• **ABOUT THIS EXERCISE**:
Could you print exactly the lines of the listing below, starting at the line that has "hex::encode(hasher.finalize())" and ending at the line that has "assert!(has_access(Role::Admin, Role::Developer));", and only those lines?

^^^^^^^^

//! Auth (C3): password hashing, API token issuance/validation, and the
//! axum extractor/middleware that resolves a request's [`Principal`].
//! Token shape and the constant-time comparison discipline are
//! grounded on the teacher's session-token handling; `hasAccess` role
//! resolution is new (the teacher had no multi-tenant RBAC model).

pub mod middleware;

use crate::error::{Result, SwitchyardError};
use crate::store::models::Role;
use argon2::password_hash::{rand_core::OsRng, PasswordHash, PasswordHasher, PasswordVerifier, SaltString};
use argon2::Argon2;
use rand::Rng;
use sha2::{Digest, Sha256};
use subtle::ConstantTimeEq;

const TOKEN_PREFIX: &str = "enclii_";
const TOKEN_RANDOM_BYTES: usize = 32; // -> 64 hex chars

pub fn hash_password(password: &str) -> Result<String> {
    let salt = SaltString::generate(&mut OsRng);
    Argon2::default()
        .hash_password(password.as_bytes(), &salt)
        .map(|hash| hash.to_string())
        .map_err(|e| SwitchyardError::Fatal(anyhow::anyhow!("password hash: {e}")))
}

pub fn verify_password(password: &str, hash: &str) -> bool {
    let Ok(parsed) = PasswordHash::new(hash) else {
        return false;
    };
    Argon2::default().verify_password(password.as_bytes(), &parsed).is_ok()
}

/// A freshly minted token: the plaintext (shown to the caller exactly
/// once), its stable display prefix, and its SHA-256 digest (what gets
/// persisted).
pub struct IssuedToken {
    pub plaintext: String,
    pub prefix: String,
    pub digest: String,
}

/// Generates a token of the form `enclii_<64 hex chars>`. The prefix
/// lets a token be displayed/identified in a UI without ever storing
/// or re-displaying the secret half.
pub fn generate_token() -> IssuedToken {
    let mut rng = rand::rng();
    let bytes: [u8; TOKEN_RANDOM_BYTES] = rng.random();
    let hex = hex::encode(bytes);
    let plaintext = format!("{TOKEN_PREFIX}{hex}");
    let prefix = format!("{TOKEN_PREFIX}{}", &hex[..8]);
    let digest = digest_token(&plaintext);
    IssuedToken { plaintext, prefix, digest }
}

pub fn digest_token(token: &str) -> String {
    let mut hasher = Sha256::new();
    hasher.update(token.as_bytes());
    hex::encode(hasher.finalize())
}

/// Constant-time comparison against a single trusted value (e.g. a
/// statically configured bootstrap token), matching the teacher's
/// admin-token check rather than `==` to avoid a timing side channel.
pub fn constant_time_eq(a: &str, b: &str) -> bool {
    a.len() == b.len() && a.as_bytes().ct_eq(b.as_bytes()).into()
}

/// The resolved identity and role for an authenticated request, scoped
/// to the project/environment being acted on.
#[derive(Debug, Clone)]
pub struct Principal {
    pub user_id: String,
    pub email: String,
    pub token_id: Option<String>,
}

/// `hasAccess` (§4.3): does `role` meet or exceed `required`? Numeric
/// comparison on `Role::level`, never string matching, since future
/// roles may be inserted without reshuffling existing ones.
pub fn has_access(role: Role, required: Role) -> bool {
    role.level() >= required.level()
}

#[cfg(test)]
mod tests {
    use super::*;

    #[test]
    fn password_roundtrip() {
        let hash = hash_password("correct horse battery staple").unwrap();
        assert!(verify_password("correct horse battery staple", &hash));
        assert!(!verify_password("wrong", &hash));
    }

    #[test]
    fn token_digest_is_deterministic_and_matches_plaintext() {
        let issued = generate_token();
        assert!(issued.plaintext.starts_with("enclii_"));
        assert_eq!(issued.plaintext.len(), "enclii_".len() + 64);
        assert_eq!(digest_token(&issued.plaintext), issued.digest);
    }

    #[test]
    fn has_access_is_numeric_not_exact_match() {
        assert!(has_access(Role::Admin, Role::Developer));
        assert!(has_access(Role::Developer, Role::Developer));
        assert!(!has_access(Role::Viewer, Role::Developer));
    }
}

^^^^^^^^

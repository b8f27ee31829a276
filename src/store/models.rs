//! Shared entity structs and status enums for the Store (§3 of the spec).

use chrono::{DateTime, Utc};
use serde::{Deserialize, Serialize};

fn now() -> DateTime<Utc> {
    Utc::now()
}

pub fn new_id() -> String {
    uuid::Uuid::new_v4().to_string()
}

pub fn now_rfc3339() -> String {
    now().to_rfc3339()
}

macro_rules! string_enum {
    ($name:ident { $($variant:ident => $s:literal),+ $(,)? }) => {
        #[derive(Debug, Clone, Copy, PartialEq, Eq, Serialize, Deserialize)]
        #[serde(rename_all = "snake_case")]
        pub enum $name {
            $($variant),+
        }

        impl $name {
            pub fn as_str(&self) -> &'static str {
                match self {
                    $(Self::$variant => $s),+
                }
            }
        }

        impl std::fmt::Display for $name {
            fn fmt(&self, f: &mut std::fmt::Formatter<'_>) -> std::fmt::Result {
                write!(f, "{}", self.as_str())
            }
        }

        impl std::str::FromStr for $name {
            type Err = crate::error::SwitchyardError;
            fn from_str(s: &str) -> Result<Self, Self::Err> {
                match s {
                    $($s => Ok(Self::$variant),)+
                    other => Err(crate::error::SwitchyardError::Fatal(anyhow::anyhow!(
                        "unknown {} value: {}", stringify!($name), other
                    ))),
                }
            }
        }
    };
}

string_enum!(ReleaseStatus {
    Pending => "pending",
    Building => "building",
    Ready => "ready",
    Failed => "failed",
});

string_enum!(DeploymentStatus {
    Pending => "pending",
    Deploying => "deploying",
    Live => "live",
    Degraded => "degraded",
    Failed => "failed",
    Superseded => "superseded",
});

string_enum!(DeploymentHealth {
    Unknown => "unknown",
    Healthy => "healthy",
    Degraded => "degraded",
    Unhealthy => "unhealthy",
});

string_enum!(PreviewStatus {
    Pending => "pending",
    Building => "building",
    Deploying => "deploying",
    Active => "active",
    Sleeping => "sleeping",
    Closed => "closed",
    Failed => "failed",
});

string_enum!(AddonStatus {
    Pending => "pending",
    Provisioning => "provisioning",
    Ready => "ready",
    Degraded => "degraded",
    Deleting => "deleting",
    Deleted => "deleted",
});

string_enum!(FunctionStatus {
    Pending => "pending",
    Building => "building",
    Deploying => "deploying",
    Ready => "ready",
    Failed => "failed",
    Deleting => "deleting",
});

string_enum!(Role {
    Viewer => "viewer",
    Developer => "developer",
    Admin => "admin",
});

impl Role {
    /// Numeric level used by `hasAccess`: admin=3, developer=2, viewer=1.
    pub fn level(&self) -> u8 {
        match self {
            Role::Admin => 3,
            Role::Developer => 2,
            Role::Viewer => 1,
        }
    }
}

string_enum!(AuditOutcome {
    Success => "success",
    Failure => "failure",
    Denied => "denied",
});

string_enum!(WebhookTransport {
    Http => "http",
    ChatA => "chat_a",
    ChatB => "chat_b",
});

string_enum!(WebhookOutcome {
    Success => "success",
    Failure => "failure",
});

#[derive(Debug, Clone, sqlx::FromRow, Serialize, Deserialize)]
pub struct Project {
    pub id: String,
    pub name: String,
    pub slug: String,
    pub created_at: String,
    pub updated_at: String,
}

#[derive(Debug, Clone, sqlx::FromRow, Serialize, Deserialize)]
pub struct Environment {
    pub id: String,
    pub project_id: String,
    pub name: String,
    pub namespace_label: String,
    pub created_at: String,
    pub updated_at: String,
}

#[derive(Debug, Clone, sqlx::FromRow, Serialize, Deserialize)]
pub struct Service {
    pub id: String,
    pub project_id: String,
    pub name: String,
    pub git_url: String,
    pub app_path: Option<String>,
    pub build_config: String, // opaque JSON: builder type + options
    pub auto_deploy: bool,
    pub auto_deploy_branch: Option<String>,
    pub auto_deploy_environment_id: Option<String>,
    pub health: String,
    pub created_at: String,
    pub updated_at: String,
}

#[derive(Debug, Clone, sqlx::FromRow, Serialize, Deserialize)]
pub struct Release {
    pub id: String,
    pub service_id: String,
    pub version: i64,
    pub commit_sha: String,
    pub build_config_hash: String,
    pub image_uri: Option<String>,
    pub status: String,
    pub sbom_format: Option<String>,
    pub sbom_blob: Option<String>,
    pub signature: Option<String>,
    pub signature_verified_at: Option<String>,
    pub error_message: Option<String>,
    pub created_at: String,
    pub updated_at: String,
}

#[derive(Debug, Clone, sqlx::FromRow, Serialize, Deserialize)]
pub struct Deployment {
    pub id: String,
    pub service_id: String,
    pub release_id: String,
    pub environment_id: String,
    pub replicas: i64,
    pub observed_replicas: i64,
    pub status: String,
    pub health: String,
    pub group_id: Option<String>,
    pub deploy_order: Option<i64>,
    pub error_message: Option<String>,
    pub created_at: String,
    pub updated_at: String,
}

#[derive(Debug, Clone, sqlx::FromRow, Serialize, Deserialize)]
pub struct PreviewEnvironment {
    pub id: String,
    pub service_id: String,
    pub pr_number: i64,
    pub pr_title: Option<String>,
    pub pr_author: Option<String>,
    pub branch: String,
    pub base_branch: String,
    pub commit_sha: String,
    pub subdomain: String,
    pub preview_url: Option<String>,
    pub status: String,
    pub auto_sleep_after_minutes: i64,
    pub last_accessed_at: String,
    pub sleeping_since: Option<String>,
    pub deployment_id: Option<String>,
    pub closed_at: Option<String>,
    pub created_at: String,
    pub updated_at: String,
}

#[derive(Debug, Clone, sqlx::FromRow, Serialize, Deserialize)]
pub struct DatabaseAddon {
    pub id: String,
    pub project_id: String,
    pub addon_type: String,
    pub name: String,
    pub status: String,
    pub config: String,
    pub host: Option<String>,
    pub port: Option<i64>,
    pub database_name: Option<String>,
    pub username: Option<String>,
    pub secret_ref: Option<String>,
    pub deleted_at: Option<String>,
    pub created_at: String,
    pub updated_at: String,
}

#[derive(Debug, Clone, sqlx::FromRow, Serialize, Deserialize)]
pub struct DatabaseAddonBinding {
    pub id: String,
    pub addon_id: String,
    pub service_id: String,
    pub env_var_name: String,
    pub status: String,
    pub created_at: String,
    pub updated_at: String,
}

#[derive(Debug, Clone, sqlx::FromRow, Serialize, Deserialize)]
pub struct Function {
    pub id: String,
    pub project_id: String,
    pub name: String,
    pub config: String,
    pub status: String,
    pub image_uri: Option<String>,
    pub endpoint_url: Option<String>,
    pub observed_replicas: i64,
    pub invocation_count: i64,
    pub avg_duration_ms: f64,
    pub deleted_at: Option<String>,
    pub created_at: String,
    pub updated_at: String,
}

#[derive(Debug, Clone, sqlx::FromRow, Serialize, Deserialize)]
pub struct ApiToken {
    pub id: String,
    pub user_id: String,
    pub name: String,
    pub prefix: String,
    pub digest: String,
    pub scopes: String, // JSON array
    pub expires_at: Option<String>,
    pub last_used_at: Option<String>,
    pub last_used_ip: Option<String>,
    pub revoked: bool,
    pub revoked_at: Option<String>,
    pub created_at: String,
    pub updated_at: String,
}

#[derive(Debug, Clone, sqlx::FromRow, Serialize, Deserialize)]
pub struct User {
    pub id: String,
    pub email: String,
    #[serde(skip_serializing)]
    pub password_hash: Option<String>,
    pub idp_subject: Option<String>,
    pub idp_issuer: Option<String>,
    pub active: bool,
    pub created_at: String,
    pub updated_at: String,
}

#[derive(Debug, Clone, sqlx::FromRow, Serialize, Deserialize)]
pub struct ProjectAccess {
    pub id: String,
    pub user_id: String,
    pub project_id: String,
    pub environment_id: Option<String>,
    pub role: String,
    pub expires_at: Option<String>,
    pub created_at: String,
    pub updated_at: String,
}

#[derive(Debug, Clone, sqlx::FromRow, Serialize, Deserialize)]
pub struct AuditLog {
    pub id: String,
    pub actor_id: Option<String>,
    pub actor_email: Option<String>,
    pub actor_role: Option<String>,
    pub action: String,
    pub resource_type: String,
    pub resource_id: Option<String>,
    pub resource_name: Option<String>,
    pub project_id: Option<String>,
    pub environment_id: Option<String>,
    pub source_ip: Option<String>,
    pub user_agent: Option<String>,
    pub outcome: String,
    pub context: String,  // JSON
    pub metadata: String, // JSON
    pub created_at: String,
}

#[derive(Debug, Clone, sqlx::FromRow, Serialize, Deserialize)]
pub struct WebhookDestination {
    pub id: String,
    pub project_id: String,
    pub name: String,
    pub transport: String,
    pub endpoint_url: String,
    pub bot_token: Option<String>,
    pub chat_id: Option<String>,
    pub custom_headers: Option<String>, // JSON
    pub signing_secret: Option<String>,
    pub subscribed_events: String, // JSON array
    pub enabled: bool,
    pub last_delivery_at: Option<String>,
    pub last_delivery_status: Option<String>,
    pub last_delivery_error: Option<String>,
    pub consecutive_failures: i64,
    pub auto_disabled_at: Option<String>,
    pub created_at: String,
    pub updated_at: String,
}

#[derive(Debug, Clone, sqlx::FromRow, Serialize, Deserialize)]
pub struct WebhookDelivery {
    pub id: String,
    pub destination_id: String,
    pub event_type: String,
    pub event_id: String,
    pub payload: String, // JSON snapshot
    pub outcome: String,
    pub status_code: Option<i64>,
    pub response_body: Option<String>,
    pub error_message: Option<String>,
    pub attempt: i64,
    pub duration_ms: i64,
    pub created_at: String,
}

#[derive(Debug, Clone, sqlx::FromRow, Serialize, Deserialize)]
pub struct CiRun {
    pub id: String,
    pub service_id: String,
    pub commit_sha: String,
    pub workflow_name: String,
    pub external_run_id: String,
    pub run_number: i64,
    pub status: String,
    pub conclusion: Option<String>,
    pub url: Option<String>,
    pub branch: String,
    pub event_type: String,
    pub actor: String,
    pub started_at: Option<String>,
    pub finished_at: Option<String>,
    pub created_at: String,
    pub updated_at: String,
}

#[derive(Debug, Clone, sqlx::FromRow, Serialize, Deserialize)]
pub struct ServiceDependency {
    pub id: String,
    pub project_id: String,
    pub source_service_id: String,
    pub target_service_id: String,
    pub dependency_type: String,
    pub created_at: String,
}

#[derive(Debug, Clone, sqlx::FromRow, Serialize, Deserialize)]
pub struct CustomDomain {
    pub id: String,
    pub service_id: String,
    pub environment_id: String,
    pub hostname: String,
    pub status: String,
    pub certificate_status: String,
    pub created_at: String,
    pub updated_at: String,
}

^^^^^^^^

• **EXPECTED ANSWER**:
    hex::encode(hasher.finalize())
}

/// Constant-time comparison against a single trusted value (e.g. a
/// statically configured bootstrap token), matching the teacher's
/// admin-token check rather than `==` to avoid a timing side channel.
pub fn constant_time_eq(a: &str, b: &str) -> bool {
    a.len() == b.len() && a.as_bytes().ct_eq(b.as_bytes()).into()
}

/// The resolved identity and role for an authenticated request, scoped
/// to the project/environment being acted on.
#[derive(Debug, Clone)]
pub struct Principal {
    pub user_id: String,
    pub email: String,
    pub token_id: Option<String>,
}

/// `hasAccess` (§4.3): does `role` meet or exceed `required`? Numeric
/// comparison on `Role::level`, never string matching, since future
/// roles may be inserted without reshuffling existing ones.
pub fn has_access(role: Role, required: Role) -> bool {
    role.level() >= required.level()
}

#[cfg(test)]
mod tests {
    use super::*;

    #[test]
    fn password_roundtrip() {
        let hash = hash_password("correct horse battery staple").unwrap();
        assert!(verify_password("correct horse battery staple", &hash));
        assert!(!verify_password("wrong", &hash));
    }

    #[test]
    fn token_digest_is_deterministic_and_matches_plaintext() {
        let issued = generate_token();
        assert!(issued.plaintext.starts_with("enclii_"));
        assert_eq!(issued.plaintext.len(), "enclii_".len() + 64);
        assert_eq!(digest_token(&issued.plaintext), issued.digest);
    }

    #[test]
    fn has_access_is_numeric_not_exact_match() {
        assert!(has_access(Role::Admin, Role::Developer));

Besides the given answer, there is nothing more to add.